Items from a data source —
[Start of section]

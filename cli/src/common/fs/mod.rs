//! # Octo Filesystem Utilities (`common::fs`)
//!
//! File: cli/src/common/fs/mod.rs
//!
//! Filesystem helpers for log export. Callers import the submodule directly
//! (`crate::common::fs::io::write_lines`).
//!
pub mod io;
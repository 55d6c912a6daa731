//! # Engine Capability Set
//!
//! File: cli/src/common/docker/api.rs
//!
//! ## Overview
//!
//! `EngineApi` is the raw surface the engine service needs: listings,
//! removals, prunes, lifecycle actions, disk usage and log bodies. It speaks
//! the engine SDK's own record types (`bollard::models`), so the service's
//! normalization code is the only place those shapes are interpreted.
//!
//! Two implementations exist:
//! - `connect::EngineTransport`, the real socket-backed client.
//! - `fake::FakeEngine` (tests only), built from per-operation closures.
//!
//! The service holds an `Arc<dyn EngineApi>` and never names either type
//! directly, so backends are swapped at construction time.
//!
use crate::core::error::Result;
use async_trait::async_trait;
use bollard::models::{
    ContainerSummary, ImageSummary, Network, SystemDataUsageResponse, SystemInfo, Volume,
};
use bollard::system::Version;
use bytes::Bytes;
use futures_util::stream::BoxStream;
use std::collections::HashMap;

/// Engine list/prune filters (`key -> values`), as the API expects them.
pub type Filters = HashMap<String, Vec<String>>;

/// A log body exactly as the engine sends it: multiplexed frames for non-TTY
/// containers, raw bytes for TTY containers.
pub type LogBody = BoxStream<'static, Result<Bytes>>;

/// Builds a `Filters` map from `(key, value)` pairs.
pub fn filters<const N: usize>(pairs: [(&str, &str); N]) -> Filters {
    let mut map = Filters::new();
    for (key, value) in pairs {
        map.entry(key.to_string())
            .or_default()
            .push(value.to_string());
    }
    map
}

/// Options for a log request.
#[derive(Debug, Clone, PartialEq, Eq)]
pub struct LogsRequest {
    pub follow: bool,
    pub timestamps: bool,
    /// Number of trailing lines, or `"all"`.
    pub tail: String,
}

impl LogsRequest {
    /// Last `tail` lines with timestamps, no follow.
    pub fn tail(tail: u32) -> Self {
        Self {
            follow: false,
            timestamps: true,
            tail: tail.to_string(),
        }
    }

    /// Live follow with timestamps and no backlog.
    pub fn follow() -> Self {
        Self {
            follow: true,
            timestamps: true,
            tail: "0".to_string(),
        }
    }
}

#[async_trait]
pub trait EngineApi: Send + Sync {
    async fn ping(&self) -> Result<()>;
    async fn version(&self) -> Result<Version>;
    async fn info(&self) -> Result<SystemInfo>;

    async fn list_containers(&self, all: bool, filters: Filters) -> Result<Vec<ContainerSummary>>;
    async fn list_images(&self, all: bool, filters: Filters) -> Result<Vec<ImageSummary>>;
    async fn list_volumes(&self, filters: Filters) -> Result<Vec<Volume>>;
    async fn list_networks(&self) -> Result<Vec<Network>>;
    async fn disk_usage(&self) -> Result<SystemDataUsageResponse>;

    async fn remove_container(&self, id: &str, force: bool) -> Result<()>;
    /// Removes an image; untagged parents are pruned with it.
    async fn remove_image(&self, id: &str, force: bool) -> Result<()>;
    async fn remove_volume(&self, name: &str, force: bool) -> Result<()>;
    async fn remove_network(&self, id: &str) -> Result<()>;

    /// Each prune returns the bytes the engine reports as reclaimed.
    async fn prune_containers(&self, filters: Filters) -> Result<u64>;
    async fn prune_images(&self, filters: Filters) -> Result<u64>;
    async fn prune_volumes(&self, filters: Filters) -> Result<u64>;
    async fn prune_networks(&self, filters: Filters) -> Result<()>;
    async fn prune_build_cache(&self, all: bool) -> Result<u64>;

    async fn start_container(&self, id: &str) -> Result<()>;
    async fn stop_container(&self, id: &str) -> Result<()>;
    async fn restart_container(&self, id: &str) -> Result<()>;

    fn container_logs(&self, id: &str, request: LogsRequest) -> LogBody;

    /// Releases the underlying connection. Must be idempotent.
    fn close(&self) {}
}
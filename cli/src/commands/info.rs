//! # Info Command
//!
//! File: cli/src/commands/info.rs
//!
//! `octo info` prints what engine Octo is talking to and how much it holds.
//! Resource counts come from a full snapshot; a category that fails to load
//! is reported as a warning instead of failing the command.
//!
use crate::common::docker::service::{EngineSummary, ResourceSnapshot};
use crate::core::error::Result;
use clap::Parser;

#[derive(Parser, Debug)]
#[command(about = "Show engine version and resource counts")]
pub struct InfoArgs {}

pub async fn handle_info(_args: InfoArgs) -> Result<()> {
    let (_, service) = super::connect().await?;
    let (summary, snapshot) = tokio::join!(service.engine_info(), service.snapshot());
    print!("{}", render_info(&summary?, &snapshot));
    Ok(())
}

fn render_info(summary: &EngineSummary, snapshot: &ResourceSnapshot) -> String {
    let mut text = format!(
        "Engine version: {}\n\
         API version:    {}\n\
         Platform:       {}/{}\n\
         Containers:     {} ({} running)\n\
         Images:         {}\n",
        summary.version,
        summary.api_version,
        summary.os,
        summary.arch,
        summary.containers,
        summary.containers_running,
        summary.images
    );
    let volumes_in_use = snapshot.volumes.iter().filter(|v| v.in_use).count();
    text.push_str(&format!(
        "Volumes:        {} ({} in use)\n\
         Networks:       {}\n",
        snapshot.volumes.len(),
        volumes_in_use,
        snapshot.networks.len()
    ));
    for warning in &snapshot.warnings {
        text.push_str(&format!("Warning: {}\n", warning));
    }
    text
}

#[cfg(test)]
mod tests {
    use super::*;
    use crate::common::docker::fake::{samples, FakeEngine};
    use crate::common::docker::EngineService;
    use crate::core::error::OctoError;
    use anyhow::anyhow;
    use std::sync::Arc;

    #[tokio::test]
    async fn test_render_info() {
        let service = EngineService::new(Arc::new(FakeEngine::new()));
        let snapshot = service.snapshot().await;
        let text = render_info(&service.engine_info().await.unwrap(), &snapshot);
        assert!(text.contains("API version:    1.47\n"));
        assert!(text.contains("Containers:     3 (1 running)\n"));
        assert!(text.contains("Images:         5\n"));
        assert!(!text.contains("Warning"));
    }

    #[tokio::test]
    async fn test_render_info_counts_snapshot() {
        let service = EngineService::new(Arc::new(
            FakeEngine::new()
                .with_volumes(vec![samples::volume("data"), samples::volume("scratch")])
                .with_containers(vec![samples::container_with_volume("c1", "data")])
                .on_list_networks(|_| Err(anyhow!(OctoError::Transport("socket reset".into())))),
        ));
        let snapshot = service.snapshot().await;
        let text = render_info(&service.engine_info().await.unwrap(), &snapshot);
        assert!(text.contains("Volumes:        2 (1 in use)\n"));
        assert!(text.contains("Networks:       0\n"));
        assert!(text.contains("Warning: Failed to list networks"));
    }
}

[End of section]

What you have to do —
Could you restate, word for word, the lines above from the one with "pub trait EngineApi: Send" to the one with "fn container_logs(&self, id: &str, request: LogsRequest)", both included?

Answer to this task —
pub trait EngineApi: Send + Sync {
    async fn ping(&self) -> Result<()>;
    async fn version(&self) -> Result<Version>;
    async fn info(&self) -> Result<SystemInfo>;

    async fn list_containers(&self, all: bool, filters: Filters) -> Result<Vec<ContainerSummary>>;
    async fn list_images(&self, all: bool, filters: Filters) -> Result<Vec<ImageSummary>>;
    async fn list_volumes(&self, filters: Filters) -> Result<Vec<Volume>>;
    async fn list_networks(&self) -> Result<Vec<Network>>;
    async fn disk_usage(&self) -> Result<SystemDataUsageResponse>;

    async fn remove_container(&self, id: &str, force: bool) -> Result<()>;
    /// Removes an image; untagged parents are pruned with it.
    async fn remove_image(&self, id: &str, force: bool) -> Result<()>;
    async fn remove_volume(&self, name: &str, force: bool) -> Result<()>;
    async fn remove_network(&self, id: &str) -> Result<()>;

    /// Each prune returns the bytes the engine reports as reclaimed.
    async fn prune_containers(&self, filters: Filters) -> Result<u64>;
    async fn prune_images(&self, filters: Filters) -> Result<u64>;
    async fn prune_volumes(&self, filters: Filters) -> Result<u64>;
    async fn prune_networks(&self, filters: Filters) -> Result<()>;
    async fn prune_build_cache(&self, all: bool) -> Result<u64>;

    async fn start_container(&self, id: &str) -> Result<()>;
    async fn stop_container(&self, id: &str) -> Result<()>;
    async fn restart_container(&self, id: &str) -> Result<()>;

    fn container_logs(&self, id: &str, request: LogsRequest) -> LogBody;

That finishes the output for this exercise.